Biogas is produced by the decomposition of organic matter under anaerobic conditions. It is therefore an anaerobic degradation process of organic matter, which also occurs in natural cycles and that regarding biogas production is referred to as fermentation.
Organic substances (fats, carbohydrates and proteins) are broken down by microorganisms into low molecular weight components. This anaerobic conversion is done by various bacterial strains, which consecutively degrade each other. The process takes place in different stages.
The first stage of degradation is called hydrolysis. Here, the used organic materials are broken down into shorter fragments. This is done by means of hydrolytic bacteria.
In the second step (acidification), the fermentative microorganisms take the fragments and bind them in their metabolism. As a final result of this stage fatty acids such as acetic and propionic acid are obtained.

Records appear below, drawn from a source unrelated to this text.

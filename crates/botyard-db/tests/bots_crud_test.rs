//! Integration tests for the `bots` table queries.
//!
//! Each test gets its own database on the shared PostgreSQL instance from
//! `botyard-test-utils` and drops it on completion.

use sqlx::Row;

use botyard_db::pool;
use botyard_db::queries::bots as bot_db;
use botyard_test_utils::{create_test_db, drop_test_db};

#[tokio::test]
#[ignore = "requires docker"]
async fn migrations_create_bots_table() {
    let (pool, db_name) = create_test_db().await;

    let row = sqlx::query(
        "SELECT COUNT(*) AS n FROM information_schema.tables WHERE table_name = 'bots'",
    )
    .fetch_one(&pool)
    .await
    .unwrap();
    assert_eq!(row.get::<i64, _>("n"), 1);

    // Re-running is a no-op.
    pool::run_migrations(&pool).await.unwrap();

    pool.close().await;
    drop_test_db(&db_name).await;
}

#[tokio::test]
#[ignore = "requires docker"]
async fn insert_get_list_delete() {
    let (pool, db_name) = create_test_db().await;

    let bot = bot_db::insert_bot(&pool, "acct", "echo", "/bots/acct/echo")
        .await
        .unwrap()
        .expect("first insert creates a row");
    assert_eq!(bot.account_id, "acct");
    assert_eq!(bot.install_path, "/bots/acct/echo");

    let fetched = bot_db::get_bot(&pool, "acct", "echo").await.unwrap();
    assert_eq!(fetched, Some(bot.clone()));
    assert!(bot_db::get_bot(&pool, "other", "echo").await.unwrap().is_none());

    bot_db::insert_bot(&pool, "acct", "relay", "/bots/acct/relay")
        .await
        .unwrap();
    bot_db::insert_bot(&pool, "other", "echo", "/bots/other/echo")
        .await
        .unwrap();

    let names: Vec<_> = bot_db::list_bots(&pool, "acct")
        .await
        .unwrap()
        .into_iter()
        .map(|b| b.name)
        .collect();
    assert_eq!(names, ["echo", "relay"]);
    assert_eq!(bot_db::count_bots(&pool, "acct").await.unwrap(), 2);
    assert_eq!(pool::total_bot_count(&pool).await.unwrap(), 3);

    assert_eq!(bot_db::delete_bot(&pool, "acct", "echo").await.unwrap(), 1);
    assert_eq!(bot_db::delete_bot(&pool, "acct", "echo").await.unwrap(), 0);
    assert_eq!(bot_db::count_bots(&pool, "acct").await.unwrap(), 1);

    pool.close().await;
    drop_test_db(&db_name).await;
}

#[tokio::test]
#[ignore = "requires docker"]
async fn duplicate_insert_keeps_original_row() {
    let (pool, db_name) = create_test_db().await;

    let original = bot_db::insert_bot(&pool, "acct", "echo", "/first")
        .await
        .unwrap()
        .unwrap();
    let second = bot_db::insert_bot(&pool, "acct", "echo", "/second")
        .await
        .unwrap();
    assert!(second.is_none());

    let stored = bot_db::get_bot(&pool, "acct", "echo").await.unwrap().unwrap();
    assert_eq!(stored, original);

    pool.close().await;
    drop_test_db(&db_name).await;
}

#[tokio::test]
#[ignore = "requires docker"]
async fn empty_name_is_rejected_by_schema() {
    let (pool, db_name) = create_test_db().await;

    let result = bot_db::insert_bot(&pool, "acct", "", "/bots/acct").await;
    assert!(result.is_err());

    pool.close().await;
    drop_test_db(&db_name).await;
}
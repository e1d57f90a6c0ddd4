//! Registry database connections and schema setup used by `botyard db-init`
//! and by every command that talks to the `bots` table.

use std::time::Duration;

use anyhow::{Context, Result};
use sqlx::postgres::PgPoolOptions;
use sqlx::{Executor, PgPool};
use tracing::info;

use crate::config::DbConfig;

/// Schema for the `bots` table, compiled in from `migrations/`.
pub static MIGRATOR: sqlx::migrate::Migrator = sqlx::migrate!();

const ACQUIRE_TIMEOUT: Duration = Duration::from_secs(10);

async fn connect(url: &str, max_connections: u32) -> Result<PgPool> {
    PgPoolOptions::new()
        .max_connections(max_connections)
        .acquire_timeout(ACQUIRE_TIMEOUT)
        .connect(url)
        .await
        .with_context(|| format!("cannot reach registry database at {url}"))
}

/// Open the pool shared by the registry, the supervisor and the HTTP server.
pub async fn create_pool(config: &DbConfig) -> Result<PgPool> {
    connect(&config.database_url, 5).await
}

/// Bring the `bots` schema up to date.
pub async fn run_migrations(pool: &PgPool) -> Result<()> {
    MIGRATOR
        .run(pool)
        .await
        .context("registry schema migration failed")?;
    info!("registry schema is current");
    Ok(())
}

/// Create the registry database through the server's `postgres` database
/// unless it is already there.
pub async fn ensure_database_exists(config: &DbConfig) -> Result<()> {
    let name = config
        .database_name()
        .context("database URL has no database name")?;
    // Interpolated into CREATE DATABASE below.
    if !is_plain_identifier(name) {
        anyhow::bail!("refusing to create database {name:?}: use letters, digits and '_' only");
    }

    let admin = connect(&config.maintenance_url(), 1).await?;
    let found: bool =
        sqlx::query_scalar("SELECT EXISTS(SELECT 1 FROM pg_database WHERE datname = $1)")
            .bind(name)
            .fetch_one(&admin)
            .await
            .context("failed to look up pg_database")?;

    if found {
        info!(db = name, "registry database present");
    } else {
        admin
            .execute(format!("CREATE DATABASE {name}").as_str())
            .await
            .with_context(|| format!("failed to create registry database {name}"))?;
        info!(db = name, "registry database created");
    }

    admin.close().await;
    Ok(())
}

/// Installed bots across every account.
pub async fn total_bot_count(pool: &PgPool) -> Result<i64> {
    sqlx::query_scalar("SELECT COUNT(*) FROM bots")
        .fetch_one(pool)
        .await
        .context("failed to count bots")
}

fn is_plain_identifier(name: &str) -> bool {
    !name.is_empty() && name.chars().all(|c| c.is_ascii_alphanumeric() || c == '_')
}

The third stage converts the remaining unused metabolic products in acetic acid. For this reason, this stage is also known as acetic acid formation.
The final step is the formation of methane. In this stage, methane bacteria convert acetic acid, hydrogen and carbon dioxide into biogas.
The produced biogas is about 50-60% in high-energy methane (CH4) and 30-50% in carbon dioxide (CO2). In addition, it generates small proportions of hydrogen sulphide and hydrogen (<1%).